TASK PROMPT
Copy exactly, please, the lines of the data from its start through the line containing "reader.read_to_end(&mut bytes).await?;".

Saved entries:
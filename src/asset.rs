use anyhow::{Context, Result};
use bevy::{
    asset::{Asset, AssetLoader, LoadContext, io::Reader},
    reflect::TypePath,
};

use crate::artifact::{FacadeManifest, ResolvedFacade};

/// A facade manifest loaded by scripts at load time.
#[derive(Asset, TypePath)]
pub struct FacadeAsset {
    pub resolved: ResolvedFacade,
}

/// The bevy [`AssetLoader`] for [`FacadeAsset`]
#[derive(Default)]
pub struct FacadeAssetLoader;

impl AssetLoader for FacadeAssetLoader {
    type Asset = FacadeAsset;
    type Settings = ();
    type Error = anyhow::Error;

    async fn load(
        &self,
        reader: &mut dyn Reader,
        _settings: &Self::Settings,
        load_context: &mut LoadContext<'_>,
    ) -> Result<Self::Asset> {
        let mut bytes = vec![];
        reader.read_to_end(&mut bytes).await?;

        let manifest: FacadeManifest = serde_json::from_slice(&bytes).with_context(|| {
            format!(
                "Failed to parse facade manifest {}",
                load_context.path().display()
            )
        })?;

        Ok(FacadeAsset {
            resolved: ResolvedFacade::from_manifest(&manifest),
        })
    }

    fn extensions(&self) -> &[&str] {
        &["facade.json"]
    }
}
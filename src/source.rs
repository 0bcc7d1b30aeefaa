use std::{
    collections::{BTreeMap, BTreeSet},
    fmt, fs,
    path::Path,
};

use serde::{Deserialize, Serialize};

use crate::error::{FacadeError, Result};

/// The engine-owned type an alias stands for.
#[derive(Clone, Debug, PartialEq, Eq, PartialOrd, Ord, Hash, Serialize, Deserialize)]
pub struct TypeIdentity {
    pub module: String,
    pub name: String,
}

impl TypeIdentity {
    pub fn new(module: impl Into<String>, name: impl Into<String>) -> Self {
        Self {
            module: module.into(),
            name: name.into(),
        }
    }
}

impl fmt::Display for TypeIdentity {
    fn fmt(&self, f: &mut fmt::Formatter<'_>) -> fmt::Result {
        write!(f, "'{}' from '{}'", self.name, self.module)
    }
}

/// The host engine's view of which types exist in which script module.
///
/// Generation never looks at engine internals directly; it only asks this
/// trait whether a `(module, name)` pair can be located.
pub trait SourceIndex {
    fn resolve(&self, module: &str, name: &str) -> Option<TypeIdentity>;
}

/// An explicit module → exported names table.
///
/// Serialized as `{ "module": ["Name", ...] }`.
#[derive(Clone, Debug, Default, PartialEq, Eq, Serialize, Deserialize)]
#[serde(transparent)]
pub struct ModuleTable(BTreeMap<String, BTreeSet<String>>);

impl ModuleTable {
    pub fn new() -> Self {
        Self::default()
    }

    pub fn insert(&mut self, module: impl Into<String>, name: impl Into<String>) -> &mut Self {
        self.0.entry(module.into()).or_default().insert(name.into());
        self
    }

    pub fn contains(&self, module: &str, name: &str) -> bool {
        self.0.get(module).is_some_and(|names| names.contains(name))
    }

    pub fn modules(&self) -> impl Iterator<Item = &str> {
        self.0.keys().map(String::as_str)
    }

    pub fn from_json_str(json: &str) -> Result<Self> {
        Ok(serde_json::from_str(json)?)
    }

    pub fn from_json_file(path: impl AsRef<Path>) -> Result<Self> {
        let path = path.as_ref();
        let content = fs::read_to_string(path).map_err(|e| FacadeError::io(path, e))?;
        Self::from_json_str(&content)
    }
}

impl SourceIndex for ModuleTable {
    fn resolve(&self, module: &str, name: &str) -> Option<TypeIdentity> {
        self.contains(module, name)
            .then(|| TypeIdentity::new(module, name))
    }
}

impl<T: SourceIndex + ?Sized> SourceIndex for &T {
    fn resolve(&self, module: &str, name: &str) -> Option<TypeIdentity> {
        (**self).resolve(module, name)
    }
}
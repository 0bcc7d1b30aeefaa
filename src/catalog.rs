use std::{fmt, fs, path::Path};

use serde::{Deserialize, Deserializer, Serialize};

use crate::{
    error::{FacadeError, Result},
    source::ModuleTable,
};

/// The block a catalog entry is emitted in.
///
/// Declaration order is the block order of the generated artifact.
#[derive(
    Clone, Copy, Debug, Default, PartialEq, Eq, PartialOrd, Ord, Hash, Serialize, Deserialize,
)]
#[serde(rename_all = "snake_case")]
pub enum Category {
    #[default]
    Utility,
    Component,
    Message,
    Enum,
    Flags,
}

impl Category {
    pub const ALL: [Category; 5] = [
        Category::Utility,
        Category::Component,
        Category::Message,
        Category::Enum,
        Category::Flags,
    ];

    pub fn as_str(self) -> &'static str {
        match self {
            Category::Utility => "utility",
            Category::Component => "component",
            Category::Message => "message",
            Category::Enum => "enum",
            Category::Flags => "flags",
        }
    }
}

impl fmt::Display for Category {
    fn fmt(&self, f: &mut fmt::Formatter<'_>) -> fmt::Result {
        f.write_str(self.as_str())
    }
}

/// One `(module, internal_name, public_alias)` triple from the engine's
/// reflection metadata.
#[derive(Clone, Debug, PartialEq, Eq, Serialize)]
pub struct CatalogEntry {
    pub module: String,
    pub internal_name: String,
    pub public_alias: String,
    pub category: Category,
    /// Entries carrying a reason are kept in the artifact as commented-out
    /// exports and never resolve.
    #[serde(skip_serializing_if = "Option::is_none")]
    pub disabled: Option<String>,
}

impl CatalogEntry {
    pub fn new(
        module: impl Into<String>,
        internal_name: impl Into<String>,
        public_alias: impl Into<String>,
    ) -> Self {
        Self {
            module: module.into(),
            internal_name: internal_name.into(),
            public_alias: public_alias.into(),
            category: Category::Utility,
            disabled: None,
        }
    }

    pub fn in_category(mut self, category: Category) -> Self {
        self.category = category;
        self
    }

    pub fn disabled(mut self, reason: impl Into<String>) -> Self {
        self.disabled = Some(reason.into());
        self
    }

    pub fn is_enabled(&self) -> bool {
        self.disabled.is_none()
    }
}

// Entries are accepted either as full objects or as bare
// `[module, internal_name, public_alias]` triples.
impl<'de> Deserialize<'de> for CatalogEntry {
    fn deserialize<D>(deserializer: D) -> std::result::Result<Self, D::Error>
    where
        D: Deserializer<'de>,
    {
        #[derive(Deserialize)]
        struct Full {
            module: String,
            internal_name: String,
            public_alias: String,
            #[serde(default)]
            category: Category,
            #[serde(default)]
            disabled: Option<String>,
        }

        #[derive(Deserialize)]
        #[serde(untagged)]
        enum Repr {
            Triple(String, String, String),
            Full(Full),
        }

        Ok(match Repr::deserialize(deserializer)? {
            Repr::Triple(module, internal_name, public_alias) => {
                CatalogEntry::new(module, internal_name, public_alias)
            }
            Repr::Full(full) => CatalogEntry {
                module: full.module,
                internal_name: full.internal_name,
                public_alias: full.public_alias,
                category: full.category,
                disabled: full.disabled,
            },
        })
    }
}

/// The ordered list of scriptable types the engine wants exported.
#[derive(Clone, Debug, Default, PartialEq, Eq, Serialize, Deserialize)]
pub struct Catalog {
    #[serde(default, skip_serializing_if = "Option::is_none")]
    pub version: Option<String>,
    #[serde(default)]
    pub entries: Vec<CatalogEntry>,
}

impl Catalog {
    pub fn new() -> Self {
        Self::default()
    }

    pub fn with_version(mut self, version: impl Into<String>) -> Self {
        self.version = Some(version.into());
        self
    }

    pub fn push(&mut self, entry: CatalogEntry) -> &mut Self {
        self.entries.push(entry);
        self
    }

    /// Drops every entry requesting `alias`, returning how many were removed.
    pub fn remove_alias(&mut self, alias: &str) -> usize {
        let before = self.entries.len();
        self.entries.retain(|entry| entry.public_alias != alias);
        before - self.entries.len()
    }

    pub fn len(&self) -> usize {
        self.entries.len()
    }

    pub fn is_empty(&self) -> bool {
        self.entries.is_empty()
    }

    pub fn iter(&self) -> impl Iterator<Item = &CatalogEntry> {
        self.entries.iter()
    }

    /// Treats the catalog itself as the list of types the engine provides.
    pub fn sources(&self) -> ModuleTable {
        let mut table = ModuleTable::new();
        for entry in &self.entries {
            table.insert(entry.module.clone(), entry.internal_name.clone());
        }
        table
    }

    /// Accepts either `{ "version": .., "entries": [..] }` or a bare entry array.
    pub fn from_json_str(json: &str) -> Result<Self> {
        #[derive(Deserialize)]
        #[serde(untagged)]
        enum Repr {
            Entries(Vec<CatalogEntry>),
            Full(Catalog),
        }

        Ok(match serde_json::from_str::<Repr>(json)? {
            Repr::Entries(entries) => Catalog {
                version: None,
                entries,
            },
            Repr::Full(catalog) => catalog,
        })
    }

    pub fn from_json_file(path: impl AsRef<Path>) -> Result<Self> {
        let path = path.as_ref();
        let content = fs::read_to_string(path).map_err(|e| FacadeError::io(path, e))?;
        Self::from_json_str(&content)
    }
}

impl FromIterator<CatalogEntry> for Catalog {
    fn from_iter<I: IntoIterator<Item = CatalogEntry>>(iter: I) -> Self {
        Catalog {
            version: None,
            entries: iter.into_iter().collect(),
        }
    }
}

RESULT OF THIS EXERCISE
filename src/asset.rs
use anyhow::{Context, Result};
use bevy::{
    asset::{Asset, AssetLoader, LoadContext, io::Reader},
    reflect::TypePath,
};

use crate::artifact::{FacadeManifest, ResolvedFacade};

/// A facade manifest loaded by scripts at load time.
#[derive(Asset, TypePath)]
pub struct FacadeAsset {
    pub resolved: ResolvedFacade,
}

/// The bevy [`AssetLoader`] for [`FacadeAsset`]
#[derive(Default)]
pub struct FacadeAssetLoader;

impl AssetLoader for FacadeAssetLoader {
    type Asset = FacadeAsset;
    type Settings = ();
    type Error = anyhow::Error;

    async fn load(
        &self,
        reader: &mut dyn Reader,
        _settings: &Self::Settings,
        load_context: &mut LoadContext<'_>,
    ) -> Result<Self::Asset> {
        let mut bytes = vec![];
        reader.read_to_end(&mut bytes).await?;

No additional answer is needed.